▸ Problem details
Pick the lines holding the string "position" out of the records and copy them.

━━━━━ Provided data

pub mod config;
pub mod corpus;
pub mod error;
pub mod store;
pub mod traits;
pub mod types;

pub use error::{Error, Result};
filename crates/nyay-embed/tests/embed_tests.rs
use nyay_core::config::EmbeddingSettings;
use nyay_embed::{get_default_embedder, HashEmbedder};
use nyay_core::traits::Embedder;

fn dot(a: &[f32], b: &[f32]) -> f32 { a.iter().zip(b).map(|(x, y)| x * y).sum() }

#[test]
fn fake_embedder_shapes_and_determinism() {
    let settings = EmbeddingSettings { use_fake: true, ..EmbeddingSettings::default() };
    let embedder = get_default_embedder(&settings).expect("embedder");
    let texts = vec!["hello world".to_string(), "hello world".to_string()];
    let embs = embedder.embed_batch(&texts).expect("embed_batch");
    let v1 = &embs[0];
    let v2 = &embs[1];

    assert_eq!(v1.len(), 384, "embedding dim follows settings");
    assert_eq!(embedder.embedder_id(), "fake:xxhash:d384");

    let norm: f32 = v1.iter().map(|x| x * x).sum::<f32>().sqrt();
    assert!((norm - 1.0).abs() <= 1e-3, "vector is L2-normalized (norm={norm})");

    for (a, b) in v1.iter().zip(v2.iter()) { assert!((a - b).abs() <= 1e-6); }
}

#[test]
fn fake_embedder_ignores_case_and_punctuation() {
    let e = HashEmbedder::new(64);
    let a = e.embed_text("What is the punishment for theft?");
    let b = e.embed_text("what is the PUNISHMENT for theft");
    assert!((dot(&a, &b) - 1.0).abs() < 1e-5);
}

#[test]
fn unrelated_texts_score_low() {
    let e = HashEmbedder::new(384);
    let a = e.embed_text("Whoever commits theft shall be punished with imprisonment");
    let b = e.embed_text("asdkjaslkdj nonsense query");
    assert!(dot(&a, &b) < 0.5, "score {}", dot(&a, &b));
}

#[test]
fn missing_model_dir_fails_fast() {
    let settings = EmbeddingSettings { model_dir: "/nonexistent/model".to_string(), ..EmbeddingSettings::default() };
    assert!(get_default_embedder(&settings).is_err());
}

#[test]
fn zero_dimension_is_rejected_without_panicking() {
    let settings = EmbeddingSettings { use_fake: true, dimension: 0, ..EmbeddingSettings::default() };
    assert!(get_default_embedder(&settings).is_err());
    assert!(HashEmbedder::new(0).embed_text("theft").is_empty());
}
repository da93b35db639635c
use std::sync::Arc;
use tracing::warn;

use nyay_core::store::MetadataStore;
use nyay_core::traits::{Embedder, VectorIndex};
use nyay_core::types::{RetrievedCandidate, NO_MATCH};
use nyay_core::{Error, Result};

/// Embeds a query and resolves the nearest index rows to chunks.
pub struct Retriever {
    embedder: Arc<dyn Embedder>,
    index: Arc<dyn VectorIndex>,
    metadata: Arc<MetadataStore>,
}

impl Retriever {
    pub fn new(embedder: Arc<dyn Embedder>, index: Arc<dyn VectorIndex>, metadata: Arc<MetadataStore>) -> Self {
        Self { embedder, index, metadata }
    }

    /// Up to `k` candidates in index ranking order.
    pub fn retrieve(&self, query: &str, k: usize) -> Result<Vec<RetrievedCandidate>> {
        let query = query.trim();
        if query.is_empty() {
            return Err(Error::EmptyQuery);
        }
        if k == 0 {
            return Err(Error::InvalidArgument("k must be at least 1".into()));
        }
        if self.index.is_empty() {
            return Ok(Vec::new());
        }

        let query_vec = self
            .embedder
            .embed_batch(&[query.to_string()])
            .map_err(Error::Retrieval)?
            .into_iter()
            .next()
            .ok_or_else(|| Error::Retrieval(anyhow::anyhow!("embedder returned no vector")))?;
        let neighbors = self.index.search(&query_vec, k).map_err(Error::Retrieval)?;

        let mut out = Vec::with_capacity(k);
        for (score, position) in neighbors.iter().take(k) {
            if position == NO_MATCH {
                continue;
            }
            match self.metadata.get(position) {
                Some(chunk) => out.push(RetrievedCandidate { chunk: chunk.clone(), score }),
                None => warn!(position, "index position has no metadata record; skipping"),
            }
        }
        Ok(out)
    }
}
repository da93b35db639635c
use thiserror::Error;

#[derive(Debug, Error)]
pub enum Error {
    /// Index, metadata or model could not be loaded. The process must not serve.
    #[error("System not initialized: {0}")]
    Initialization(String),

    #[error("Query cannot be empty")]
    EmptyQuery,

    #[error("Invalid argument: {0}")]
    InvalidArgument(String),

    /// The loaded index does not match the running embedder or metadata.
    #[error("Index mismatch on {what}: expected {expected}, found {found}")]
    IndexMismatch {
        what: &'static str,
        expected: String,
        found: String,
    },

    #[error("Invalid record '{id}': {reason}")]
    InvalidRecord { id: String, reason: String },

    #[error("Invalid configuration: {0}")]
    InvalidConfig(String),

    #[error("Generation failed: {0}")]
    Generation(String),

    #[error("Retrieval failed: {0}")]
    Retrieval(#[source] anyhow::Error),
}

impl Error {
    pub fn mismatch(what: &'static str, expected: impl ToString, found: impl ToString) -> Self {
        Self::IndexMismatch {
            what,
            expected: expected.to_string(),
            found: found.to_string(),
        }
    }
}

pub type Result<T> = std::result::Result<T, Error>;
use anyhow::Result;
use std::hash::{Hash, Hasher};
use twox_hash::XxHash64;

use nyay_core::traits::Embedder;

/// Deterministic bag-of-tokens embedder for tests and development.
///
/// Tokens are lowercased and stripped of punctuation, hashed into `dim`
/// buckets and the result is L2-normalized, so identical texts score 1.0
/// and texts without shared tokens score close to 0.
pub struct HashEmbedder { dim: usize, id: String }

impl HashEmbedder {
    pub fn new(dim: usize) -> Self { Self { dim, id: format!("fake:xxhash:d{}", dim) } }

    pub fn embed_text(&self, text: &str) -> Vec<f32> {
        if self.dim == 0 { return Vec::new(); }
        let mut v = vec![0f32; self.dim];
        for token in text.split_whitespace() {
            let token: String = token.chars().filter(|c| c.is_alphanumeric()).flat_map(char::to_lowercase).collect();
            if token.is_empty() { continue; }
            let mut hasher = XxHash64::with_seed(0);
            token.hash(&mut hasher);
            let h = hasher.finish();
            let idx = (h % self.dim as u64) as usize;
            let val = 0.5 + (((h >> 32) as u32) as f32) / (u32::MAX as f32);
            v[idx] += val;
        }
        let norm = (v.iter().map(|x| x * x).sum::<f32>()).sqrt().max(1e-6);
        for x in &mut v { *x /= norm; }
        v
    }
}

impl Embedder for HashEmbedder {
    fn embedder_id(&self) -> &str { &self.id }
    fn dim(&self) -> usize { self.dim }
    fn embed_batch(&self, texts: &[String]) -> Result<Vec<Vec<f32>>> {
        Ok(texts.iter().map(|t| self.embed_text(t)).collect())
    }
}
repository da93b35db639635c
use std::{env, fs, path::PathBuf};

use nyay_cli::{init_tracing, load_settings};
use nyay_core::corpus::load_chunks;
use nyay_core::Error;
use nyay_embed::get_default_embedder;
use nyay_vector::build_index;
use tracing::info;

const DEFAULT_CORPUS: &str = "data/chunks/sections_chunks.json";

#[tokio::main]
async fn main() -> anyhow::Result<()> {
    init_tracing();
    let settings = load_settings()?;
    let corpus_path = env::args().nth(1).map(PathBuf::from).unwrap_or_else(|| PathBuf::from(DEFAULT_CORPUS));

    println!("Nyay Sathi Indexer\n==================");
    println!("Corpus: {}", corpus_path.display());
    let chunks = load_chunks(&corpus_path)?;
    if chunks.is_empty() {
        return Err(Error::Initialization(format!("no chunks found in {}", corpus_path.display())).into());
    }
    info!(chunks = chunks.len(), corpus = %corpus_path.display(), "corpus loaded");
    println!("📊 Loaded {} chunks", chunks.len());

    let db_path = settings.index.db_path();
    if db_path.exists() {
        info!(dir = %db_path.display(), "removing existing index");
        fs::remove_dir_all(&db_path)?;
    }
    fs::create_dir_all(&db_path)?;

    let embedder = get_default_embedder(&settings.embedding)?;
    println!("Embedder: {}", embedder.embedder_id());
    let manifest = build_index(
        &db_path,
        &settings.index.table,
        &settings.index.meta_table,
        &chunks,
        embedder.as_ref(),
        settings.embedding.batch_size,
    )
    .await?;

    println!("\n✅ Indexed {} chunks (dimension {}, metric {})", manifest.count, manifest.dimension, manifest.metric);
    println!("Index directory: {}", db_path.display());
    println!("\n💡 To search, use: cargo run --bin nyay-search '<query>'");
    Ok(())
}
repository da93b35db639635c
use candle_core::Device;
use tracing::info;

pub fn select_device() -> Device {
    #[cfg(feature = "metal")]
    {
        if let Ok(dev) = Device::new_metal(0) { info!("embedding device: Metal (MPS)"); return dev; }
    }
    info!("embedding device: CPU");
    Device::Cpu
}
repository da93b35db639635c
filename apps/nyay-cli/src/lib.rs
//! Shared startup for the command-line tools.

use nyay_core::config::{Config, Settings};
use tracing_subscriber::{fmt, EnvFilter};

/// Log to stderr, filtered by `RUST_LOG` (default `info`).
pub fn init_tracing() {
    let filter = EnvFilter::try_from_default_env().unwrap_or_else(|_| EnvFilter::new("info"));
    fmt().with_env_filter(filter).with_target(false).with_writer(std::io::stderr).init();
}

/// Read `.env` if present, then the layered configuration.
pub fn load_settings() -> anyhow::Result<Settings> {
    let _ = dotenvy::dotenv();
    let config = Config::load().map_err(|e| { eprintln!("Error loading config: {}", e); e })?;
    Ok(config.settings()?)
}

/// Byte-safe prefix of at most `max_chars` characters.
pub fn preview(text: &str, max_chars: usize) -> &str {
    match text.char_indices().nth(max_chars) {
        Some((idx, _)) => &text[..idx],
        None => text,
    }
}
//! Binary entry point: wires the store, the transactional components, the
//! background sweeps and the HTTP API, then runs until SIGINT.

use std::{net::SocketAddr, sync::Arc};

use anyhow::Context;
use tokio::sync::watch;
use tracing::{info, warn};
use tracing_subscriber::EnvFilter;

use auction_service::auction_closer::AuctionCloser;
use auction_service::bid_ledger::BidLedger;
use auction_service::config;
use auction_service::events::EventBus;
use auction_service::notifier::{spawn_delivery_worker, LogSink};
use auction_service::offer_desk::OfferDesk;
use auction_service::rest_api::{self, AppState};
use auction_service::scheduler::spawn_sweeps;
use auction_service::store::MemoryAuctionStore;

#[tokio::main]
async fn main() -> anyhow::Result<()> {
    tracing_subscriber::fmt()
        .with_env_filter(
            EnvFilter::try_from_default_env().unwrap_or_else(|_| EnvFilter::new("info")),
        )
        .init();

    // Optional config file as the first CLI argument.
    let cfg = config::init(std::env::args().nth(1)).context("failed to load configuration")?;
    info!(service = %cfg.service.name, "starting auction service");

    let store = Arc::new(MemoryAuctionStore::new());
    let bus = EventBus::new();

    let ledger = Arc::new(BidLedger::new(
        store.clone(),
        bus.clone(),
        cfg.ledger_policy(),
    ));
    let closer = Arc::new(AuctionCloser::new(
        store.clone(),
        bus.clone(),
        cfg.closer_policy(),
    ));
    let desk = Arc::new(OfferDesk::new(store.clone(), bus.clone(), cfg.desk_policy()));

    let (shutdown_tx, shutdown_rx) = watch::channel(false);
    let sweeps = spawn_sweeps(closer.clone(), &cfg.sweeps, shutdown_rx.clone());
    let delivery = spawn_delivery_worker(&bus, LogSink, shutdown_rx);

    let app = rest_api::router(AppState {
        store,
        ledger,
        closer,
        desk,
        bus,
    });

    let addr = SocketAddr::from((cfg.network.host, cfg.network.http_port));
    info!(%addr, "listening");
    axum::Server::bind(&addr)
        .serve(app.into_make_service())
        .with_graceful_shutdown(async {
            if let Err(e) = tokio::signal::ctrl_c().await {
                warn!(error = %e, "failed to listen for shutdown signal");
            }
            info!("shutdown signal received");
        })
        .await
        .context("http server failed")?;

    // Stop the background workers and give them a bounded grace period.
    let _ = shutdown_tx.send(true);
    let drain = async {
        let _ = sweeps.closer.await;
        let _ = sweeps.notifier.await;
        let _ = delivery.await;
    };
    if tokio::time::timeout(cfg.service.shutdown_timeout, drain)
        .await
        .is_err()
    {
        warn!("background workers did not drain in time");
    }

    info!("auction service stopped");
    Ok(())
}
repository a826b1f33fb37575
//! Background sweep scheduling.
//!
//! Two independent tickers drive [`AuctionCloser`]: the closing sweep and
//! the ending-soon notifier.  The same operations stay callable on demand
//! through the cron endpoints, so a deployment can disable the internal
//! scheduler and drive the sweeps externally instead.

use std::sync::Arc;

use tokio::sync::watch;
use tokio::task::JoinHandle;
use tokio::time::{interval, MissedTickBehavior};
use tracing::{debug, info};

use crate::auction_closer::AuctionCloser;
use crate::config::SweepConfig;
use crate::store::AuctionStore;

pub struct SweepHandles {
    pub closer: JoinHandle<()>,
    pub notifier: JoinHandle<()>,
}

/// Spawn both sweep loops; they run until the shutdown flag flips.
pub fn spawn_sweeps<S: AuctionStore>(
    closer: Arc<AuctionCloser<S>>,
    cfg: &SweepConfig,
    shutdown: watch::Receiver<bool>,
) -> SweepHandles {
    let close_loop = {
        let closer = closer.clone();
        let mut shutdown = shutdown.clone();
        let mut tick = interval(cfg.close_interval);
        tick.set_missed_tick_behavior(MissedTickBehavior::Delay);
        tokio::spawn(async move {
            loop {
                tokio::select! {
                    _ = tick.tick() => {
                        let summary = closer.close_expired_auctions().await;
                        if summary.closed > 0 {
                            info!(closed = summary.closed, "closing sweep settled lots");
                        } else {
                            debug!("closing sweep idle");
                        }
                    }
                    _ = shutdown.changed() => {
                        if *shutdown.borrow() {
                            debug!("closing sweep shutting down");
                            break;
                        }
                    }
                }
            }
        })
    };

    let notify_loop = {
        let mut shutdown = shutdown;
        let mut tick = interval(cfg.ending_soon_interval);
        tick.set_missed_tick_behavior(MissedTickBehavior::Delay);
        tokio::spawn(async move {
            loop {
                tokio::select! {
                    _ = tick.tick() => {
                        let summary = closer.notify_ending_soon().await;
                        if summary.notified > 0 {
                            info!(notified = summary.notified, "ending-soon notices sent");
                        }
                    }
                    _ = shutdown.changed() => {
                        if *shutdown.borrow() {
                            debug!("ending-soon sweep shutting down");
                            break;
                        }
                    }
                }
            }
        })
    };

    SweepHandles {
        closer: close_loop,
        notifier: notify_loop,
    }
}

#[cfg(test)]
mod tests {
    use super::*;
    use crate::auction_closer::CloserPolicy;
    use crate::domain::Lot;
    use crate::events::EventBus;
    use crate::store::MemoryAuctionStore;
    use chrono::{Duration as ChronoDuration, Utc};
    use rust_decimal_macros::dec;
    use std::time::Duration;

    #[tokio::test]
    async fn sweeps_run_and_stop_cleanly() {
        let store = Arc::new(MemoryAuctionStore::new());
        let now = Utc::now();
        let lot = Lot::open(
            "Bin of toroid cores",
            dec!(10),
            dec!(20),
            dec!(1),
            now - ChronoDuration::hours(1),
            now - ChronoDuration::minutes(1),
        );
        let lot_id = lot.id;
        store.insert_lot(lot).await.unwrap();

        let closer = Arc::new(AuctionCloser::new(
            store.clone(),
            EventBus::new(),
            CloserPolicy::default(),
        ));
        let cfg = SweepConfig {
            close_interval: Duration::from_millis(10),
            ending_soon_interval: Duration::from_millis(10),
            ending_soon_horizon: Duration::from_secs(600),
        };
        let (tx, rx) = watch::channel(false);
        let handles = spawn_sweeps(closer, &cfg, rx);

        tokio::time::sleep(Duration::from_millis(100)).await;
        let stored = store.lot(lot_id).await.unwrap().unwrap();
        assert!(stored.status.is_terminal(), "expired lot should be settled");

        tx.send(true).unwrap();
        handles.closer.await.unwrap();
        handles.notifier.await.unwrap();
    }
}
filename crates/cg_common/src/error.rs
//! Error type shared by helpers contained in this crate.
//!
//! NB: the enum is kept deliberately small; specialised subsystems should
//! create their own error enums and simply `#[from]` this one where needed.

use thiserror::Error;

/// Result alias pre-filled with [`CgCommonError`].
pub type Result<T, E = CgCommonError> = std::result::Result<T, E>;

#[derive(Debug, Error)]
pub enum CgCommonError {
    /// UUID parsing failure.
    #[error(transparent)]
    Uuid(#[from] uuid::Error),
}
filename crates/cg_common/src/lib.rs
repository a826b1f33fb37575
//! Canonical, cross-crate types for the CopperGavel marketplace code-base.
//!
//! This crate is **dependency-light** and **stable**, making it safe to be
//! imported by every service, CLI tool and background worker.

pub mod error;
pub mod types;

pub use error::{CgCommonError, Result};
pub use types::{Amount, BidId, LotId, NotificationId, OfferId, SaleId, Timestamp, UserId};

━━━━━━━━━━

▸ Task solution
        for (score, position) in neighbors.iter().take(k) {
            if position == NO_MATCH {
            match self.metadata.get(position) {
                None => warn!(position, "index position has no metadata record; skipping"),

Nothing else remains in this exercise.